* [Provided records]
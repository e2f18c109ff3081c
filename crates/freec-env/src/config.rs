//! The environment configuration file.
//!
//! A TOML table-of-tables enumerating the predefined entries available to
//! every compiled module: the types, constructors, and functions of the
//! Coq Base library together with their Haskell spellings.
//!
//! ```toml
//! [[types]]
//! haskell-name = "Integer"
//! coq-name = "Integer"
//! arity = 0
//! ```

use serde::Deserialize;

use freec_ir::{Name, QName, is_valid_ident};

use crate::entry::EntryKind;
use crate::environment::Environment;

#[derive(Clone, Debug, Deserialize)]
pub struct TypeConfig {
    #[serde(rename = "haskell-name")]
    pub haskell_name: String,
    #[serde(rename = "coq-name")]
    pub coq_name: String,
    pub arity: usize,
}

#[derive(Clone, Debug, Deserialize)]
pub struct ConConfig {
    #[serde(rename = "haskell-name")]
    pub haskell_name: String,
    /// The constructor's Haskell type, kept for documentation.
    #[serde(rename = "haskell-type", default)]
    pub haskell_type: String,
    #[serde(rename = "coq-name")]
    pub coq_name: String,
    #[serde(rename = "coq-smart-name")]
    pub coq_smart_name: String,
    pub arity: usize,
}

#[derive(Clone, Debug, Deserialize)]
pub struct FuncConfig {
    #[serde(rename = "haskell-name")]
    pub haskell_name: String,
    /// The function's Haskell type, kept for documentation.
    #[serde(rename = "haskell-type", default)]
    pub haskell_type: String,
    #[serde(rename = "coq-name")]
    pub coq_name: String,
    pub arity: usize,
    #[serde(default)]
    pub partial: bool,
}

/// The parsed environment configuration.
#[derive(Clone, Debug, Default, Deserialize)]
pub struct EnvConfig {
    #[serde(default)]
    pub types: Vec<TypeConfig>,
    #[serde(default)]
    pub constructors: Vec<ConConfig>,
    #[serde(default)]
    pub functions: Vec<FuncConfig>,
}

impl EnvConfig {
    /// Parse the TOML text of an environment file.
    pub fn parse(text: &str) -> Result<Self, toml::de::Error> {
        toml::from_str(text)
    }

    /// Enter every configured entry into the base frame of `env`.
    pub fn apply(&self, env: &mut Environment) {
        for ty in &self.types {
            env.define_predefined(
                QName::unqualified(parse_config_name(&ty.haskell_name)),
                ty.coq_name.clone(),
                EntryKind::Data { arity: ty.arity },
            );
        }
        for con in &self.constructors {
            env.define_predefined(
                QName::unqualified(parse_config_name(&con.haskell_name)),
                con.coq_name.clone(),
                EntryKind::Con {
                    arity: con.arity,
                    arg_types: Vec::new(),
                    return_type: None,
                    smart_target: con.coq_smart_name.clone(),
                },
            );
        }
        for func in &self.functions {
            env.define_predefined(
                QName::unqualified(parse_config_name(&func.haskell_name)),
                func.coq_name.clone(),
                EntryKind::Func {
                    arity: func.arity,
                    type_args: Vec::new(),
                    arg_types: Vec::new(),
                    return_type: None,
                    partial: func.partial,
                },
            );
        }
    }
}

/// Config names are identifiers or operator spellings (`+`, `[]`, `(,)`).
fn parse_config_name(s: &str) -> Name {
    if is_valid_ident(s) {
        Name::ident(s)
    } else {
        Name::symbol(s)
    }
}

#[cfg(test)]
#[path = "tests/config.rs"]
mod tests;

* [Exercise directions] Extract exactly the leading lines of the data, stopping at and including the line with "pub struct FuncConfig".

* [Task result]
repository e2f18c109ff3081c
filename crates/freec-env/src/config.rs
//! The environment configuration file.
//!
//! A TOML table-of-tables enumerating the predefined entries available to
//! every compiled module: the types, constructors, and functions of the
//! Coq Base library together with their Haskell spellings.
//!
//! ```toml
//! [[types]]
//! haskell-name = "Integer"
//! coq-name = "Integer"
//! arity = 0
//! ```

use serde::Deserialize;

use freec_ir::{Name, QName, is_valid_ident};

use crate::entry::EntryKind;
use crate::environment::Environment;

#[derive(Clone, Debug, Deserialize)]
pub struct TypeConfig {
    #[serde(rename = "haskell-name")]
    pub haskell_name: String,
    #[serde(rename = "coq-name")]
    pub coq_name: String,
    pub arity: usize,
}

#[derive(Clone, Debug, Deserialize)]
pub struct ConConfig {
    #[serde(rename = "haskell-name")]
    pub haskell_name: String,
    /// The constructor's Haskell type, kept for documentation.
    #[serde(rename = "haskell-type", default)]
    pub haskell_type: String,
    #[serde(rename = "coq-name")]
    pub coq_name: String,
    #[serde(rename = "coq-smart-name")]
    pub coq_smart_name: String,
    pub arity: usize,
}

#[derive(Clone, Debug, Deserialize)]
pub struct FuncConfig {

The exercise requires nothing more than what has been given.